The Force of STIX & TAXII
Use the force, Luke.
If your cybersecurity team were given a common threat intelligence language and transport method that surrounded, penetrated, and bound you in an impressive-galactic-sort-of-way to other fighters of cybercrime, would you take it?
The free, open-source tools, STIX and TAXII are doing just that.
With the Structured Threat Information eXpression (STIX™) and Trusted Automated eXchange of Indicator Information (TAXII™), it seems like cybersecurity professionals working in financial services companies and organizations are more prone than others to achieving their destiny of becoming guardians of peace and justice in the cyber-universe. Why is that?

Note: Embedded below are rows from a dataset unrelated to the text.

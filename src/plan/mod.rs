//! Query-plan fragments - the realized form a compiled metric lowers into.
//!
//! These are the engine-facing shapes the compiler builds: aggregations,
//! post-aggregations, and filter trees. Every variant serializes to the
//! query engine's JSON wire format, and every variant must be handled in
//! the materializer - the compiler enforces this.
//!
//! Nothing in this module makes compilation decisions; fragments are only
//! constructed by the materializer and by metric makers.

use serde::{Deserialize, Serialize};

// =============================================================================
// Aggregations
// =============================================================================

/// An aggregation attached to an outbound query.
#[derive(Debug, Clone, PartialEq, Serialize)]
#[serde(tag = "type", rename_all = "camelCase")]
pub enum Aggregation {
    /// Integral sum over a physical column.
    #[serde(rename_all = "camelCase")]
    LongSum { name: String, field_name: String },

    /// Floating-point sum over a physical column.
    #[serde(rename_all = "camelCase")]
    DoubleSum { name: String, field_name: String },

    /// Maximum over a physical column.
    #[serde(rename_all = "camelCase")]
    DoubleMax { name: String, field_name: String },

    /// Minimum over a physical column.
    #[serde(rename_all = "camelCase")]
    DoubleMin { name: String, field_name: String },

    /// Row count.
    Count { name: String },

    /// An aggregation evaluated only over rows matching a filter.
    Filtered {
        filter: QueryFilter,
        aggregator: Box<Aggregation>,
    },
}

impl Aggregation {
    /// The output name this aggregation is addressed by in post-aggregations.
    pub fn name(&self) -> &str {
        match self {
            Aggregation::LongSum { name, .. }
            | Aggregation::DoubleSum { name, .. }
            | Aggregation::DoubleMax { name, .. }
            | Aggregation::DoubleMin { name, .. }
            | Aggregation::Count { name } => name,
            Aggregation::Filtered { aggregator, .. } => aggregator.name(),
        }
    }

    /// Wrap this aggregation so it only sees rows matching `filter`.
    ///
    /// Already-filtered aggregations are nested, which the engine ANDs
    /// together at query time.
    pub fn filtered(self, filter: QueryFilter) -> Aggregation {
        Aggregation::Filtered {
            filter,
            aggregator: Box::new(self),
        }
    }
}

// =============================================================================
// Post-aggregations
// =============================================================================

/// Arithmetic function of an arithmetic post-aggregation.
///
/// Serialized with the engine's operator spelling (`"+"`, `"-"`, ...).
#[derive(Debug, Clone, Copy, PartialEq, Eq, Serialize)]
pub enum ArithmeticFn {
    #[serde(rename = "+")]
    Plus,
    #[serde(rename = "-")]
    Minus,
    #[serde(rename = "*")]
    Multiply,
    #[serde(rename = "/")]
    Divide,
}

/// A post-aggregation computed over aggregation outputs.
#[derive(Debug, Clone, PartialEq, Serialize)]
#[serde(tag = "type", rename_all = "camelCase")]
pub enum PostAggregation {
    /// Reads the output of an aggregation (or another post-aggregation).
    #[serde(rename_all = "camelCase")]
    FieldAccess { name: String, field_name: String },

    /// Arithmetic over other fields; `fields` nest inline.
    Arithmetic {
        name: String,
        #[serde(rename = "fn")]
        func: ArithmeticFn,
        fields: Vec<PostAggregation>,
    },

    /// A constant numeric value.
    Constant { name: String, value: f64 },
}

impl PostAggregation {
    /// The output name of this post-aggregation.
    pub fn name(&self) -> &str {
        match self {
            PostAggregation::FieldAccess { name, .. }
            | PostAggregation::Arithmetic { name, .. }
            | PostAggregation::Constant { name, .. } => name,
        }
    }

    /// A field access reading the output named `field`.
    pub fn field_access(field: impl Into<String>) -> PostAggregation {
        let field = field.into();
        PostAggregation::FieldAccess {
            name: field.clone(),
            field_name: field,
        }
    }
}

// =============================================================================
// Filters
// =============================================================================

/// A boolean predicate tree attached to an outbound query.
#[derive(Debug, Clone, PartialEq, Serialize)]
#[serde(tag = "type", rename_all = "camelCase")]
pub enum QueryFilter {
    /// Dimension equals value.
    Selector { dimension: String, value: String },

    /// All sub-filters must match.
    And { fields: Vec<QueryFilter> },

    /// Any sub-filter must match.
    Or { fields: Vec<QueryFilter> },
}

// =============================================================================
// Realized metrics
// =============================================================================

/// The realized, engine-facing form of a compiled metric.
///
/// A realized metric carries the aggregations it needs attached to the
/// query plus the post-aggregations computing its value from them. The
/// metric's own value is addressed by `name`.
#[derive(Debug, Clone, PartialEq, Serialize)]
pub struct RealizedMetric {
    pub name: String,
    pub aggregations: Vec<Aggregation>,
    #[serde(skip_serializing_if = "Vec::is_empty")]
    pub post_aggregations: Vec<PostAggregation>,
}

impl RealizedMetric {
    /// A realized metric consisting of a single aggregation.
    pub fn from_aggregation(aggregation: Aggregation) -> RealizedMetric {
        RealizedMetric {
            name: aggregation.name().to_string(),
            aggregations: vec![aggregation],
            post_aggregations: Vec::new(),
        }
    }

    /// The same metric addressed by a different name.
    ///
    /// The underlying aggregations keep their names; only the metric's own
    /// output name changes, with a field access bridging the two when the
    /// value comes straight from an aggregation.
    pub fn renamed(mut self, name: impl Into<String>) -> RealizedMetric {
        let name = name.into();
        if name != self.name {
            let source = self.output_field();
            self.post_aggregations = vec![match source {
                PostAggregation::Arithmetic { func, fields, .. } => PostAggregation::Arithmetic {
                    name: name.clone(),
                    func,
                    fields,
                },
                PostAggregation::Constant { value, .. } => PostAggregation::Constant {
                    name: name.clone(),
                    value,
                },
                PostAggregation::FieldAccess { field_name, .. } => PostAggregation::FieldAccess {
                    name: name.clone(),
                    field_name,
                },
            }];
            self.name = name;
        }
        self
    }

    /// The field expression other fragments use to read this metric's value.
    ///
    /// The post-aggregation carrying the metric's name wins; otherwise the
    /// value comes straight from an aggregation and a field access suffices.
    pub fn output_field(&self) -> PostAggregation {
        self.post_aggregations
            .iter()
            .find(|p| p.name() == self.name)
            .cloned()
            .unwrap_or_else(|| PostAggregation::field_access(self.name.clone()))
    }

    /// Merge another metric's aggregations into this one's, skipping
    /// duplicates by output name.
    pub fn merge_aggregations(&mut self, other: &RealizedMetric) {
        for agg in &other.aggregations {
            if !self.aggregations.iter().any(|a| a.name() == agg.name()) {
                self.aggregations.push(agg.clone());
            }
        }
    }
}

// =============================================================================
// Dimensions
// =============================================================================

/// A queryable dimension, resolved for filter-side identifiers.
#[derive(Debug, Clone, PartialEq, Serialize, Deserialize)]
pub struct Dimension {
    /// The name definitions refer to the dimension by.
    pub api_name: String,
    /// The column name the engine filters on.
    pub physical_name: String,
}

impl Dimension {
    /// A dimension whose API and physical names coincide.
    pub fn new(name: impl Into<String>) -> Dimension {
        let name = name.into();
        Dimension {
            api_name: name.clone(),
            physical_name: name,
        }
    }

    /// A dimension whose API name maps to a differently named column.
    pub fn with_physical_name(
        api_name: impl Into<String>,
        physical_name: impl Into<String>,
    ) -> Dimension {
        Dimension {
            api_name: api_name.into(),
            physical_name: physical_name.into(),
        }
    }
}
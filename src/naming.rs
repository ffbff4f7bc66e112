//! Scratch names for anonymous intermediate metrics.
//!
//! Some maker factories resolve dependencies by name, so intermediate
//! results that have no user-visible name get a generated one. The
//! generator is injectable: the materializer takes a reference, tests pass
//! a fresh instance for deterministic names, and production code shares the
//! single process-wide counter.

use std::sync::atomic::{AtomicU64, Ordering};

/// Prefix of every generated scratch name.
pub const SCRATCH_PREFIX: &str = "__temp_metric_";

static PROCESS_NAMER: TempNameGenerator = TempNameGenerator::new();

/// Monotonic generator of scratch metric names.
///
/// Safe to share across concurrent compiles without locking. Names never
/// repeat within a process lifetime; a wrapped 64-bit counter is the
/// accepted limit.
#[derive(Debug)]
pub struct TempNameGenerator {
    counter: AtomicU64,
}

impl TempNameGenerator {
    /// A generator starting at zero.
    pub const fn new() -> TempNameGenerator {
        TempNameGenerator {
            counter: AtomicU64::new(0),
        }
    }

    /// The next scratch name, e.g. `__temp_metric_0`.
    pub fn next_name(&self) -> String {
        let n = self.counter.fetch_add(1, Ordering::Relaxed);
        format!("{}{}", SCRATCH_PREFIX, n)
    }
}

impl Default for TempNameGenerator {
    fn default() -> TempNameGenerator {
        TempNameGenerator::new()
    }
}

/// The process-wide generator shared by all production compiles.
pub fn scratch_names() -> &'static TempNameGenerator {
    &PROCESS_NAMER
}
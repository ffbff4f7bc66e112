//! The metric definition language (MDL) frontend.
//!
//! MDL is the small expression language operators write metric definitions
//! in. A definition combines registered metrics, makers, and dimension
//! filters:
//!
//! - `revenue - cost` - arithmetic over registered metrics
//! - `dayAvg(clicks)` - maker invocation
//! - `impressions | country == US` - filter applied to a metric
//! - `(revenue - cost) / revenue * 100` - the usual grouping rules
//!
//! The frontend is two passes: [`lexer::lex`] turns the definition string
//! into typed tokens, and [`parser::Parser`] reduces them into a single
//! root [`Operand`] via an operator-precedence (shunting-yard) engine.
//! Identifier and maker resolution is deferred to materialization, so
//! parsing needs no dictionaries.
//!
//! # Example
//!
//! ```
//! use cricket::mdl;
//!
//! let root = mdl::parse("revenue - cost")?;
//! assert!(root.is_metric());
//! # Ok::<(), cricket::mdl::MdlError>(())
//! ```

pub mod ast;
pub mod lexer;
pub mod parser;

pub use ast::{ArithmeticOp, FilterKind, Literal, Operand, Operator, Precedence};
pub use lexer::{lex, LexError, Lexeme, TokenKind};
pub use parser::{ParseError, Parser};

use thiserror::Error;

/// A frontend failure: either no viable token or a grammar violation.
#[derive(Debug, Error, Clone, PartialEq)]
pub enum MdlError {
    #[error(transparent)]
    Lex(#[from] LexError),

    #[error(transparent)]
    Parse(#[from] ParseError),
}

/// Lex and parse a definition string into its root operand.
pub fn parse(definition: &str) -> Result<Operand, MdlError> {
    let tokens = lexer::lex(definition)?;
    Ok(Parser::new(&tokens).parse()?)
}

Common Goals Need a Common Language
The fact of the matter is that global cyber threats are increasing exponentially, and organizations are finding themselves pitted against better funded (and potentially better organized) hacking entities. While a multitude of cybersecurity tools and solutions exist, many companies find it challenging to coalesce the threat data generated by these tools into meaningful intelligence, thanks to the myriad of platforms and products each speaking different ‘languages’.
Developed by The MITRE Corporation and the Department of Homeland Security, STIX and TAXII are free, open-source standards that enable cyber threat data to be easily shared between platforms, individuals, products, and organizations. Because STIX and TAXII enable the standardization of security formats and languages, real-time threat data can be distributed, aggregated, analyzed, and used more efficiently and more effectively. Private and public organizations, including ThreatConnect, have enthusiastically endorsed and adopted the STIX/TAXII protocols.
Being Under Attack More Often Forces Financial Institutions to Develop their Skills
Luke and Leia both had the Force, but only Luke developed those skills. Why? Well, frankly because he had the last name that put a big target on his back. He had to learn to fight fast. Similarly, financial services organizations are an obvious target for cybercriminals, and thus face the greatest and most dangerous cyber threats. In fact, the financial services industry is the most targeted private sector vertical, experiencing an estimated 300% increase in 2015 for the number detected threats.
STIX/TAXII-supported platforms enable the CISOs and security professionals to quickly digest, assess, analyze, and respond to numerous threat intelligence feeds, without worrying about different intelligence languages or transport methods.
But, Why Does the Force (STIX/TAXII) Seem Stronger in Financial Institutions?
In Star Wars some like Yoda seem to be stronger with the Force than others thanks to genetics we suppose. And, it seems to many that financial institutions, and for that matter many organizations in EMEA, STIX/TAXII is really important. I think we can blame it on their nature too. Financial institutions and organizations across EMEA have a level of comfort with standards that one would equate to being in their DNA were they people. That is good for the rest of us. They are spearheading the evolution of these standards and making real progress.
Many organizations across industries participate in the OASIS nonprofit consortium to continue to improve on these standards. The OASIS Cyber Threat Intelligence Technical Committee has developed STIX 2.0, the next generation of STIX standards for the industry. While some industries and regions may have been faster than others to adopt, these standards should be important to us all for all the same reasons – speed of sharing and analyzing data. ThreatConnect supports and participates in OASIS’ efforts.
Embrace a STIX/TAXII-supported Threat Intelligence Platform
It is extremely critical that CISOs and security professionals adopt a threat intelligence language and transport method that everyone can understand. STIX and TAXII are free, open-source tools that can immediately make the analysis of and subsequent response to threats occur much more quickly than before.
The Force is Strong with This One
We believe that the key to stopping cybercriminal activity is making threat intelligence more accessible, understandable, flexible, and automated for everyone. The ThreatConnect Platform supports STIX, and uses an integrated TAXII client. The combination of open standards like STIX/TAXII with sharing communities and a proven methodology like the Diamond Model in ThreatConnect may make our users the most powerful Jedi in the Universe. Not like Luke though. He’s retired living on a hill. We’re thinking more like Rey. Did you see what she could do all on her own? The Force is Strong with this One.